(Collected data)
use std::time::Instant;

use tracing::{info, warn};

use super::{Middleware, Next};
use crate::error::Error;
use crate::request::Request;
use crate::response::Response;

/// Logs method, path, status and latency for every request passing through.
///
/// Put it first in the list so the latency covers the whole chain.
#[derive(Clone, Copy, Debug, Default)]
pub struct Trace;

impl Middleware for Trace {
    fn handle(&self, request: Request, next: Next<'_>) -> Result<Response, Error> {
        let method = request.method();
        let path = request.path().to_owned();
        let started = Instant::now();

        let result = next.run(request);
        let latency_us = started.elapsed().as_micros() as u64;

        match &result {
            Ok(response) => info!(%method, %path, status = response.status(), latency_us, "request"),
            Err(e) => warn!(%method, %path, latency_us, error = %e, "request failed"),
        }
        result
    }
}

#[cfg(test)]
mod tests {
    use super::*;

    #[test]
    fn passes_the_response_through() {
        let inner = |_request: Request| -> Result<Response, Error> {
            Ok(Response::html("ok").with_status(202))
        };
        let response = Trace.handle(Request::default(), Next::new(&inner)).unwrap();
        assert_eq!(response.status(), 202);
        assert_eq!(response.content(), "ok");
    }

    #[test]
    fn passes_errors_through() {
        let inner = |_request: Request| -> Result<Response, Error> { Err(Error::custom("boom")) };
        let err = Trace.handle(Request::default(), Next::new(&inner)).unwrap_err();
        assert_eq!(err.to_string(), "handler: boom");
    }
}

* **Exercise requirements**
Among the entries above, say how many lines hold the word "crate". No other words belong in the answer.

* **Problem solution**
3